Collected data entries:

........

//! Buffer nodes
//!
//! Buffers vary along two independent axes: whether their bytes are
//! interpreted as a typed array (raw or interpreted) and where the bytes live
//! (inline in the payload or at an external address). Each combination is a
//! concrete node; [`RawBuffer`] and [`InterpretedBuffer`] are the closed
//! unions used by fields that accept either locality, and [`Buffer`] exposes
//! the two axes as tags.

use std::cell::RefCell;
use std::rc::{Rc, Weak};

use histbuf_core::validation::{byte_length, element_count, shape_product};
use histbuf_core::wire::{
    InterpretedBufferRecord, InterpretedExternalBufferRecord, InterpretedInlineBufferRecord,
    RawBufferRecord, RawExternalBufferRecord, RawInlineBufferRecord,
};
use histbuf_core::{DType, DimensionOrder, Element, Endianness, ExternalSource, Filter, Slice};
use log::debug;

use crate::attribute::{Field, FieldDesc};
use crate::error::{configuration, structure, Result};
use crate::filter;
use crate::node::{Link, Node, NodeInner};
use crate::validate::{Shape, Validate};
use crate::view::{check_elements, gather, sliced_count, ArrayView};

/// Whether a buffer's bytes carry a dtype
#[derive(Debug, Clone, Copy, PartialEq, Eq, Hash)]
pub enum StorageKind {
    Raw,
    Interpreted,
}

/// Where a buffer's bytes live
#[derive(Debug, Clone, Copy, PartialEq, Eq, Hash)]
pub enum Locality {
    Inline,
    External,
}

/// Capabilities shared by every buffer node
pub trait Buffer: Node {
    fn storage(&self) -> StorageKind;
    fn locality(&self) -> Locality;
    /// Decode pipeline, applied first to last
    fn filter_list(&self) -> Vec<Filter>;
    /// Selection applied after the filters
    fn slice(&self) -> Option<Slice>;
}

fn check_slice(slice: Option<Slice>) -> Result<()> {
    if let Some(slice) = slice {
        slice.check()?;
    }
    Ok(())
}

// Raw inline

static RAW_INLINE_BUFFER: FieldDesc = FieldDesc::new("RawInlineBuffer", "buffer").required();
static RAW_INLINE_FILTERS: FieldDesc = FieldDesc::new("RawInlineBuffer", "filters");
static RAW_INLINE_SLICE: FieldDesc = FieldDesc::new("RawInlineBuffer", "postfilter_slice");

pub(crate) struct RawInlineBufferInner {
    link: Link,
    buffer: Field<Rc<[u8]>>,
    filters: Field<Vec<Filter>>,
    postfilter_slice: Field<Option<Slice>>,
}

node_handle!(
    /// Untyped bytes stored in the payload, e.g. an ntuple page
    RawInlineBuffer,
    RawInlineBufferInner
);

impl RawInlineBuffer {
    pub fn new(buffer: impl Into<Rc<[u8]>>) -> Self {
        Self(Rc::new(RawInlineBufferInner {
            link: Link::default(),
            buffer: Field::new(&RAW_INLINE_BUFFER, buffer.into()),
            filters: Field::new(&RAW_INLINE_FILTERS, Vec::new()),
            postfilter_slice: Field::new(&RAW_INLINE_SLICE, None),
        }))
    }

    pub fn with_filters(self, filters: Vec<Filter>) -> Self {
        self.set_filters(filters);
        self
    }

    pub fn with_postfilter_slice(self, slice: Slice) -> Self {
        self.set_postfilter_slice(Some(slice));
        self
    }

    pub fn buffer(&self) -> Rc<[u8]> {
        self.0.buffer.get()
    }

    pub fn set_buffer(&self, buffer: impl Into<Rc<[u8]>>) {
        self.0.buffer.set(buffer.into());
    }

    pub fn filters(&self) -> Vec<Filter> {
        self.0.filters.get()
    }

    pub fn set_filters(&self, filters: Vec<Filter>) {
        self.0.filters.set(filters);
    }

    pub fn postfilter_slice(&self) -> Option<Slice> {
        self.0.postfilter_slice.get()
    }

    pub fn set_postfilter_slice(&self, slice: Option<Slice>) {
        self.0.postfilter_slice.set(slice);
    }

    /// Bytes after the filter pipeline and slice
    pub fn decoded(&self) -> Result<Rc<[u8]>> {
        let slice = self.postfilter_slice();
        let bytes = filter::decode_shared(&self.filters(), self.buffer())?;
        gather(bytes, 1, slice.as_ref())
    }

    pub(crate) fn from_record(record: &Rc<RawInlineBufferRecord>, parent: Weak<dyn NodeInner>) -> Self {
        Self(Rc::new(RawInlineBufferInner {
            link: Link::attached(parent),
            buffer: Field::new(&RAW_INLINE_BUFFER, record.buffer.clone()),
            filters: Field::new(&RAW_INLINE_FILTERS, record.filters.clone()),
            postfilter_slice: Field::new(&RAW_INLINE_SLICE, record.postfilter_slice),
        }))
    }

    pub(crate) fn to_record(&self) -> RawInlineBufferRecord {
        RawInlineBufferRecord {
            buffer: self.buffer(),
            filters: self.filters(),
            postfilter_slice: self.postfilter_slice(),
        }
    }
}

impl Validate for RawInlineBuffer {
    fn validate(&self, context: &[usize]) -> Result<Shape> {
        check_slice(self.postfilter_slice())?;
        self.decoded()?;
        Ok(context.to_vec())
    }
}

impl Buffer for RawInlineBuffer {
    fn storage(&self) -> StorageKind {
        StorageKind::Raw
    }

    fn locality(&self) -> Locality {
        Locality::Inline
    }

    fn filter_list(&self) -> Vec<Filter> {
        self.filters()
    }

    fn slice(&self) -> Option<Slice> {
        self.postfilter_slice()
    }
}

// Raw external

static RAW_EXTERNAL_POINTER: FieldDesc = FieldDesc::new("RawExternalBuffer", "pointer").required();
static RAW_EXTERNAL_NUMBYTES: FieldDesc =
    FieldDesc::new("RawExternalBuffer", "numbytes").required();
static RAW_EXTERNAL_SOURCE: FieldDesc = FieldDesc::new("RawExternalBuffer", "external_source");
static RAW_EXTERNAL_FILTERS: FieldDesc = FieldDesc::new("RawExternalBuffer", "filters");
static RAW_EXTERNAL_SLICE: FieldDesc = FieldDesc::new("RawExternalBuffer", "postfilter_slice");

pub(crate) struct RawExternalBufferInner {
    link: Link,
    pointer: Field<u64>,
    numbytes: Field<u64>,
    external_source: Field<ExternalSource>,
    filters: Field<Vec<Filter>>,
    postfilter_slice: Field<Option<Slice>>,
}

node_handle!(
    /// Untyped bytes at an address outside the payload
    RawExternalBuffer,
    RawExternalBufferInner
);
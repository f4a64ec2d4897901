//! Container framing constants
//!
//! ```text
//! +-------+-----------------+--------------+-------+
//! | MAGIC |     payload     | offset (u64) | MAGIC |
//! |  4 B  |   variable      |   8 B, LE    |  4 B  |
//! +-------+-----------------+--------------+-------+
//!         ^                 ^
//!         offset            len - FOOTER_SIZE
//! ```

/// Magic tag opening and closing every container
pub const MAGIC: [u8; 4] = *b"hist";

/// Width of a magic tag
pub const MAGIC_SIZE: usize = 4;

/// Width of the little-endian payload offset
pub const OFFSET_SIZE: usize = 8;

/// Trailing footer: payload offset followed by the closing magic
pub const FOOTER_SIZE: usize = OFFSET_SIZE + MAGIC_SIZE;

/// Total bytes a container adds around its payload
pub const FRAMING_OVERHEAD: usize = MAGIC_SIZE + FOOTER_SIZE;

/// Coverage probability of a one-sigma interval
pub const ONE_SIGMA: f64 = 0.6826894921370859;
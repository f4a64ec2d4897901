//! Format validation utilities
//!
//! This module contains pure validation functions with no I/O dependencies.
//! All functions are computations on shapes, index arrays and slices.

pub mod bounds;
pub mod format;
pub mod parsing;

pub use bounds::{byte_length, dimension, element_count, is_aligned, shape_product};
pub use format::{
    all_finite, first_duplicate, is_strictly_increasing, offsets_span, real_key, validate_keys,
    validate_offsets,
};
pub use parsing::{Slice, SliceIndices};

........

Go through the entries above and copy each line holding the string "payload".

//! (inline in the payload or at an external address). Each combination is a
    /// Untyped bytes stored in the payload, e.g. an ntuple page
    /// Untyped bytes at an address outside the payload
//! | MAGIC |     payload     | offset (u64) | MAGIC |
/// Width of the little-endian payload offset
/// Trailing footer: payload offset followed by the closing magic
/// Total bytes a container adds around its payload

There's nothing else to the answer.